_EXERCISE REQUIREMENTS_. The full set of records must be set down verbatim.

_RECORDS FOR THIS EXERCISE_.
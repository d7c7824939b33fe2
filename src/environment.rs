//! Deployment environment for the stack catalogue
//!
//! Account identifiers, bucket names, and instance settings differ between
//! deployments, so the stacks read them from an [`Environment`] instead of
//! hard-coding them. An environment is loaded from a TOML file; every field
//! is optional and falls back to the built-in default.

use std::path::Path;

use serde::Deserialize;
use thiserror::Error;

/// Errors that can occur when loading an environment file
#[derive(Error, Debug)]
pub enum EnvironmentError {
    #[error("Failed to read environment file: {0}")]
    IoError(#[from] std::io::Error),
    #[error("Failed to parse environment TOML: {0}")]
    ParseError(#[from] toml::de::Error),
}

/// Settings consumed by the stack builders
#[derive(Debug, Clone, Default, PartialEq, Deserialize)]
#[serde(default)]
pub struct Environment {
    pub aws: AwsSettings,
    pub compute: ComputeSettings,
    pub security: SecuritySettings,
    pub storage: StorageSettings,
}

#[derive(Debug, Clone, PartialEq, Deserialize)]
#[serde(default)]
pub struct AwsSettings {
    pub region: String,
    pub account_id: String,
    /// Zones used for the first and second subnet pair
    pub availability_zones: Vec<String>,
    /// Prefix of `Name` tags
    pub name_prefix: String,
}

impl Default for AwsSettings {
    fn default() -> Self {
        Self {
            region: "us-east-1".to_string(),
            account_id: "625730254292".to_string(),
            availability_zones: vec!["us-east-1a".to_string(), "us-east-1b".to_string()],
            name_prefix: "polystudent".to_string(),
        }
    }
}

#[derive(Debug, Clone, PartialEq, Deserialize)]
#[serde(default)]
pub struct ComputeSettings {
    pub ami_id: String,
    pub instance_type: String,
    /// Existing IAM role attached to instances through an instance profile
    pub instance_role: String,
}

impl Default for ComputeSettings {
    fn default() -> Self {
        Self {
            ami_id: "ami-0c02fb55956c7d316".to_string(),
            instance_type: "t3.micro".to_string(),
            instance_role: "LabRole".to_string(),
        }
    }
}

#[derive(Debug, Clone, PartialEq, Deserialize)]
#[serde(default)]
pub struct SecuritySettings {
    pub kms_key_arn: String,
    /// Role name S3 assumes for replication
    pub replication_role: String,
}

impl Default for SecuritySettings {
    fn default() -> Self {
        Self {
            kms_key_arn:
                "arn:aws:kms:us-east-1:081743453153:key/0bdfb016-9a1e-43fe-9b7c-d351fa52a535"
                    .to_string(),
            replication_role: "LabRole".to_string(),
        }
    }
}

#[derive(Debug, Clone, PartialEq, Deserialize)]
#[serde(default)]
pub struct StorageSettings {
    pub secure_bucket: String,
    pub replication_source_bucket: String,
    pub replication_backup_bucket: String,
    pub trail_name: String,
}

impl Default for StorageSettings {
    fn default() -> Self {
        Self {
            secure_bucket: "polystudent-q2-tp4".to_string(),
            replication_source_bucket: "polystudents-ing-groupe14-tp4-q3".to_string(),
            replication_backup_bucket: "polystudents-ing-groupe14-tp4-q3-backup".to_string(),
            trail_name: "groupe14-s3-trail-q3".to_string(),
        }
    }
}

impl Environment {
    /// Load an environment from a TOML file
    pub fn from_file(path: &Path) -> Result<Self, EnvironmentError> {
        let content = std::fs::read_to_string(path)?;
        Self::from_str(&content)
    }

    /// Load an environment from a TOML string
    pub fn from_str(content: &str) -> Result<Self, EnvironmentError> {
        Ok(toml::from_str(content)?)
    }

    /// ARN of the role used for bucket replication
    pub fn replication_role_arn(&self) -> String {
        format!(
            "arn:aws:iam::{}:role/{}",
            self.aws.account_id, self.security.replication_role
        )
    }

    /// ARN of a bucket by name
    pub fn bucket_arn(&self, bucket: &str) -> String {
        format!("arn:aws:s3:::{}", bucket)
    }

    /// Availability zone for a subnet pair, cycling when fewer zones are configured
    pub fn availability_zone(&self, index: usize) -> String {
        let zones = &self.aws.availability_zones;
        if zones.is_empty() {
            return format!("{}{}", self.aws.region, (b'a' + (index % 26) as u8) as char);
        }
        zones[index % zones.len()].clone()
    }

    /// A `Name` tag value under the configured prefix
    pub fn tag_name(&self, suffix: &str) -> String {
        format!("{}-{}", self.aws.name_prefix, suffix)
    }
}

_YOUR SOLUTION_.
repository d7c7824939b33fe2
filename src/environment.rs
//! Deployment environment for the stack catalogue
//!
//! Account identifiers, bucket names, and instance settings differ between
//! deployments, so the stacks read them from an [`Environment`] instead of
//! hard-coding them. An environment is loaded from a TOML file; every field
//! is optional and falls back to the built-in default.

use std::path::Path;

use serde::Deserialize;
use thiserror::Error;

/// Errors that can occur when loading an environment file
#[derive(Error, Debug)]
pub enum EnvironmentError {
    #[error("Failed to read environment file: {0}")]
    IoError(#[from] std::io::Error),
    #[error("Failed to parse environment TOML: {0}")]
    ParseError(#[from] toml::de::Error),
}

/// Settings consumed by the stack builders
#[derive(Debug, Clone, Default, PartialEq, Deserialize)]
#[serde(default)]
pub struct Environment {
    pub aws: AwsSettings,
    pub compute: ComputeSettings,
    pub security: SecuritySettings,
    pub storage: StorageSettings,
}

#[derive(Debug, Clone, PartialEq, Deserialize)]
#[serde(default)]
pub struct AwsSettings {
    pub region: String,
    pub account_id: String,
    /// Zones used for the first and second subnet pair
    pub availability_zones: Vec<String>,
    /// Prefix of `Name` tags
    pub name_prefix: String,
}

impl Default for AwsSettings {
    fn default() -> Self {
        Self {
            region: "us-east-1".to_string(),
            account_id: "625730254292".to_string(),
            availability_zones: vec!["us-east-1a".to_string(), "us-east-1b".to_string()],
            name_prefix: "polystudent".to_string(),
        }
    }
}

#[derive(Debug, Clone, PartialEq, Deserialize)]
#[serde(default)]
pub struct ComputeSettings {
    pub ami_id: String,
    pub instance_type: String,
    /// Existing IAM role attached to instances through an instance profile
    pub instance_role: String,
}

impl Default for ComputeSettings {
    fn default() -> Self {
        Self {
            ami_id: "ami-0c02fb55956c7d316".to_string(),
            instance_type: "t3.micro".to_string(),
            instance_role: "LabRole".to_string(),
        }
    }
}

#[derive(Debug, Clone, PartialEq, Deserialize)]
#[serde(default)]
pub struct SecuritySettings {
    pub kms_key_arn: String,
    /// Role name S3 assumes for replication
    pub replication_role: String,
}

impl Default for SecuritySettings {
    fn default() -> Self {
        Self {
            kms_key_arn:
                "arn:aws:kms:us-east-1:081743453153:key/0bdfb016-9a1e-43fe-9b7c-d351fa52a535"
                    .to_string(),
            replication_role: "LabRole".to_string(),
        }
    }
}

#[derive(Debug, Clone, PartialEq, Deserialize)]
#[serde(default)]
pub struct StorageSettings {
    pub secure_bucket: String,
    pub replication_source_bucket: String,
    pub replication_backup_bucket: String,
    pub trail_name: String,
}

impl Default for StorageSettings {
    fn default() -> Self {
        Self {
            secure_bucket: "polystudent-q2-tp4".to_string(),
            replication_source_bucket: "polystudents-ing-groupe14-tp4-q3".to_string(),
            replication_backup_bucket: "polystudents-ing-groupe14-tp4-q3-backup".to_string(),
            trail_name: "groupe14-s3-trail-q3".to_string(),
        }
    }
}

impl Environment {
    /// Load an environment from a TOML file
    pub fn from_file(path: &Path) -> Result<Self, EnvironmentError> {
        let content = std::fs::read_to_string(path)?;
        Self::from_str(&content)
    }

    /// Load an environment from a TOML string
    pub fn from_str(content: &str) -> Result<Self, EnvironmentError> {
        Ok(toml::from_str(content)?)
    }

    /// ARN of the role used for bucket replication
    pub fn replication_role_arn(&self) -> String {
        format!(
            "arn:aws:iam::{}:role/{}",
            self.aws.account_id, self.security.replication_role
        )
    }

    /// ARN of a bucket by name
    pub fn bucket_arn(&self, bucket: &str) -> String {
        format!("arn:aws:s3:::{}", bucket)
    }

    /// Availability zone for a subnet pair, cycling when fewer zones are configured
    pub fn availability_zone(&self, index: usize) -> String {
        let zones = &self.aws.availability_zones;
        if zones.is_empty() {
            return format!("{}{}", self.aws.region, (b'a' + (index % 26) as u8) as char);
        }
        zones[index % zones.len()].clone()
    }

    /// A `Name` tag value under the configured prefix
    pub fn tag_name(&self, suffix: &str) -> String {
        format!("{}-{}", self.aws.name_prefix, suffix)
    }
}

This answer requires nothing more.